__Exercise prompt__
Write out every entry once more, character for character.
(Supplied material begins)
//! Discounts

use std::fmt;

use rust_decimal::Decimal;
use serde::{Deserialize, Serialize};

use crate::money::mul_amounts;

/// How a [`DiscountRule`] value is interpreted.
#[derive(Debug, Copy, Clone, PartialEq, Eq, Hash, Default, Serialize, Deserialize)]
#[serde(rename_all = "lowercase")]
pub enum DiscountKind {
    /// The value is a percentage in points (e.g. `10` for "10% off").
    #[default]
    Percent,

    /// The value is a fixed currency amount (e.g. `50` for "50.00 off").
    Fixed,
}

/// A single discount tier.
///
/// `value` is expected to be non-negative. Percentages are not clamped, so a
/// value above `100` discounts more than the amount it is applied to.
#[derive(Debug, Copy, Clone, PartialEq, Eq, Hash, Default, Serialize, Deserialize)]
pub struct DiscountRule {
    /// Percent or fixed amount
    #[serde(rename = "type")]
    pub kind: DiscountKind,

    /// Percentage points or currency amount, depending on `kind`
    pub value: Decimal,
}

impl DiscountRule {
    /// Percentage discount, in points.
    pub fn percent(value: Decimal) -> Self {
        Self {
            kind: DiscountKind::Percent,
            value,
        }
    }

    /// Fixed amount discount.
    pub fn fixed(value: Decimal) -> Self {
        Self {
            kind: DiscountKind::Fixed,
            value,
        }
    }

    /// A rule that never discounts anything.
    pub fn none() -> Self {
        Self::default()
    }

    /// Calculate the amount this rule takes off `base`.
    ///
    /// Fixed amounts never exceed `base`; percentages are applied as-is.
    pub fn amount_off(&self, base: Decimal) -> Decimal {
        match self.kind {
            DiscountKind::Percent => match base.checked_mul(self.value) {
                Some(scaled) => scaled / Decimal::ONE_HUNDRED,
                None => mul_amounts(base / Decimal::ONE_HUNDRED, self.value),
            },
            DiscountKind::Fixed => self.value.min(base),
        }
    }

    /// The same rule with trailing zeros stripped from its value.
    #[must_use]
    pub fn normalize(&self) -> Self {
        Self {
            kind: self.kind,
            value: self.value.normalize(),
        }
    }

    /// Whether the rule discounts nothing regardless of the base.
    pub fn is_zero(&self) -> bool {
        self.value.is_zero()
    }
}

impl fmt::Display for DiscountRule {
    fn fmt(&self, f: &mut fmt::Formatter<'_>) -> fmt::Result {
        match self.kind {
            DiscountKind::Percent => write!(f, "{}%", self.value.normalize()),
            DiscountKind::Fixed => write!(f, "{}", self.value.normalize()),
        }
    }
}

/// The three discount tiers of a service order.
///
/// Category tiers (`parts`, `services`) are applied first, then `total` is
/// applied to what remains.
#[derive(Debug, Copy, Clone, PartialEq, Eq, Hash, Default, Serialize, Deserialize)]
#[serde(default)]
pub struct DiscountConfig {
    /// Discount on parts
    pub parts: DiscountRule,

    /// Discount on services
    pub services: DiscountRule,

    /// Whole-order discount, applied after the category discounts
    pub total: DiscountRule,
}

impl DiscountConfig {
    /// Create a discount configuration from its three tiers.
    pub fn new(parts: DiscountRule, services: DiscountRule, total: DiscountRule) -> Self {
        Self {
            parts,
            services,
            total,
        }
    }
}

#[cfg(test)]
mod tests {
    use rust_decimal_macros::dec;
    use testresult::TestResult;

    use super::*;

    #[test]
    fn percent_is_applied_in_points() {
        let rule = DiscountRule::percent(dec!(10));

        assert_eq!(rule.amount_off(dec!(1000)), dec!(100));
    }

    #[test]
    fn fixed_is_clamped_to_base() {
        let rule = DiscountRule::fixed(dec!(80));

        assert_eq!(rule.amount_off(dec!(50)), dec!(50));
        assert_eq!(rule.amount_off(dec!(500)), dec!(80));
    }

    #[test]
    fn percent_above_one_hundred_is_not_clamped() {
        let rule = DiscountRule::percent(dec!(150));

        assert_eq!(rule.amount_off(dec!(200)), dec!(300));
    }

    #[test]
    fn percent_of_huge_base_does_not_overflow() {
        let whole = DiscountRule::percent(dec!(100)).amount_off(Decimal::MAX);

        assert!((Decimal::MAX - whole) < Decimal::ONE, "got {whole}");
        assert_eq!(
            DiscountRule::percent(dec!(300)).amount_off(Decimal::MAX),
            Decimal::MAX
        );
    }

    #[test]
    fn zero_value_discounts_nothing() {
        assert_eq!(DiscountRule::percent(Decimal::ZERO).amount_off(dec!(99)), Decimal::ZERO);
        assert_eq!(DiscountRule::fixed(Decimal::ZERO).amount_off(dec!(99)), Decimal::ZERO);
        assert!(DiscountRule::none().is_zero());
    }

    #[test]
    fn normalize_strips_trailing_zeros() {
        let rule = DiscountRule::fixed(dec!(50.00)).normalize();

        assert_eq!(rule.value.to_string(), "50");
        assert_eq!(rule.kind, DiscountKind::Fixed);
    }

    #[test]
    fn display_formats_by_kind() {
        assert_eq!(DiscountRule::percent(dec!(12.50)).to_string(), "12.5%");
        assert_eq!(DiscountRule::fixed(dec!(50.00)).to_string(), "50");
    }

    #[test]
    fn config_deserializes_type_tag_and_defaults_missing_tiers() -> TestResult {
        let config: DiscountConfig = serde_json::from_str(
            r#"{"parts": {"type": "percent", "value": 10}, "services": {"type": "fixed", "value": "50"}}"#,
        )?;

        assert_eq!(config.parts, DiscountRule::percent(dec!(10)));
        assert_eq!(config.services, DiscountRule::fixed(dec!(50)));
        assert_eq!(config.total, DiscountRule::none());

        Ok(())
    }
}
(Supplied material ends)
__Solution to this problem__
//! Discounts

use std::fmt;

use rust_decimal::Decimal;
use serde::{Deserialize, Serialize};

use crate::money::mul_amounts;

/// How a [`DiscountRule`] value is interpreted.
#[derive(Debug, Copy, Clone, PartialEq, Eq, Hash, Default, Serialize, Deserialize)]
#[serde(rename_all = "lowercase")]
pub enum DiscountKind {
    /// The value is a percentage in points (e.g. `10` for "10% off").
    #[default]
    Percent,

    /// The value is a fixed currency amount (e.g. `50` for "50.00 off").
    Fixed,
}

/// A single discount tier.
///
/// `value` is expected to be non-negative. Percentages are not clamped, so a
/// value above `100` discounts more than the amount it is applied to.
#[derive(Debug, Copy, Clone, PartialEq, Eq, Hash, Default, Serialize, Deserialize)]
pub struct DiscountRule {
    /// Percent or fixed amount
    #[serde(rename = "type")]
    pub kind: DiscountKind,

    /// Percentage points or currency amount, depending on `kind`
    pub value: Decimal,
}

impl DiscountRule {
    /// Percentage discount, in points.
    pub fn percent(value: Decimal) -> Self {
        Self {
            kind: DiscountKind::Percent,
            value,
        }
    }

    /// Fixed amount discount.
    pub fn fixed(value: Decimal) -> Self {
        Self {
            kind: DiscountKind::Fixed,
            value,
        }
    }

    /// A rule that never discounts anything.
    pub fn none() -> Self {
        Self::default()
    }

    /// Calculate the amount this rule takes off `base`.
    ///
    /// Fixed amounts never exceed `base`; percentages are applied as-is.
    pub fn amount_off(&self, base: Decimal) -> Decimal {
        match self.kind {
            DiscountKind::Percent => match base.checked_mul(self.value) {
                Some(scaled) => scaled / Decimal::ONE_HUNDRED,
                None => mul_amounts(base / Decimal::ONE_HUNDRED, self.value),
            },
            DiscountKind::Fixed => self.value.min(base),
        }
    }

    /// The same rule with trailing zeros stripped from its value.
    #[must_use]
    pub fn normalize(&self) -> Self {
        Self {
            kind: self.kind,
            value: self.value.normalize(),
        }
    }

    /// Whether the rule discounts nothing regardless of the base.
    pub fn is_zero(&self) -> bool {
        self.value.is_zero()
    }
}

impl fmt::Display for DiscountRule {
    fn fmt(&self, f: &mut fmt::Formatter<'_>) -> fmt::Result {
        match self.kind {
            DiscountKind::Percent => write!(f, "{}%", self.value.normalize()),
            DiscountKind::Fixed => write!(f, "{}", self.value.normalize()),
        }
    }
}

/// The three discount tiers of a service order.
///
/// Category tiers (`parts`, `services`) are applied first, then `total` is
/// applied to what remains.
#[derive(Debug, Copy, Clone, PartialEq, Eq, Hash, Default, Serialize, Deserialize)]
#[serde(default)]
pub struct DiscountConfig {
    /// Discount on parts
    pub parts: DiscountRule,

    /// Discount on services
    pub services: DiscountRule,

    /// Whole-order discount, applied after the category discounts
    pub total: DiscountRule,
}

impl DiscountConfig {
    /// Create a discount configuration from its three tiers.
    pub fn new(parts: DiscountRule, services: DiscountRule, total: DiscountRule) -> Self {
        Self {
            parts,
            services,
            total,
        }
    }
}

#[cfg(test)]
mod tests {
    use rust_decimal_macros::dec;
    use testresult::TestResult;

    use super::*;

    #[test]
    fn percent_is_applied_in_points() {
        let rule = DiscountRule::percent(dec!(10));

        assert_eq!(rule.amount_off(dec!(1000)), dec!(100));
    }

    #[test]
    fn fixed_is_clamped_to_base() {
        let rule = DiscountRule::fixed(dec!(80));

        assert_eq!(rule.amount_off(dec!(50)), dec!(50));
        assert_eq!(rule.amount_off(dec!(500)), dec!(80));
    }

    #[test]
    fn percent_above_one_hundred_is_not_clamped() {
        let rule = DiscountRule::percent(dec!(150));

        assert_eq!(rule.amount_off(dec!(200)), dec!(300));
    }

    #[test]
    fn percent_of_huge_base_does_not_overflow() {
        let whole = DiscountRule::percent(dec!(100)).amount_off(Decimal::MAX);

        assert!((Decimal::MAX - whole) < Decimal::ONE, "got {whole}");
        assert_eq!(
            DiscountRule::percent(dec!(300)).amount_off(Decimal::MAX),
            Decimal::MAX
        );
    }

    #[test]
    fn zero_value_discounts_nothing() {
        assert_eq!(DiscountRule::percent(Decimal::ZERO).amount_off(dec!(99)), Decimal::ZERO);
        assert_eq!(DiscountRule::fixed(Decimal::ZERO).amount_off(dec!(99)), Decimal::ZERO);
        assert!(DiscountRule::none().is_zero());
    }

    #[test]
    fn normalize_strips_trailing_zeros() {
        let rule = DiscountRule::fixed(dec!(50.00)).normalize();

        assert_eq!(rule.value.to_string(), "50");
        assert_eq!(rule.kind, DiscountKind::Fixed);
    }

    #[test]
    fn display_formats_by_kind() {
        assert_eq!(DiscountRule::percent(dec!(12.50)).to_string(), "12.5%");
        assert_eq!(DiscountRule::fixed(dec!(50.00)).to_string(), "50");
    }

    #[test]
    fn config_deserializes_type_tag_and_defaults_missing_tiers() -> TestResult {
        let config: DiscountConfig = serde_json::from_str(
            r#"{"parts": {"type": "percent", "value": 10}, "services": {"type": "fixed", "value": "50"}}"#,
        )?;

        assert_eq!(config.parts, DiscountRule::percent(dec!(10)));
        assert_eq!(config.services, DiscountRule::fixed(dec!(50)));
        assert_eq!(config.total, DiscountRule::none());

        Ok(())
    }
}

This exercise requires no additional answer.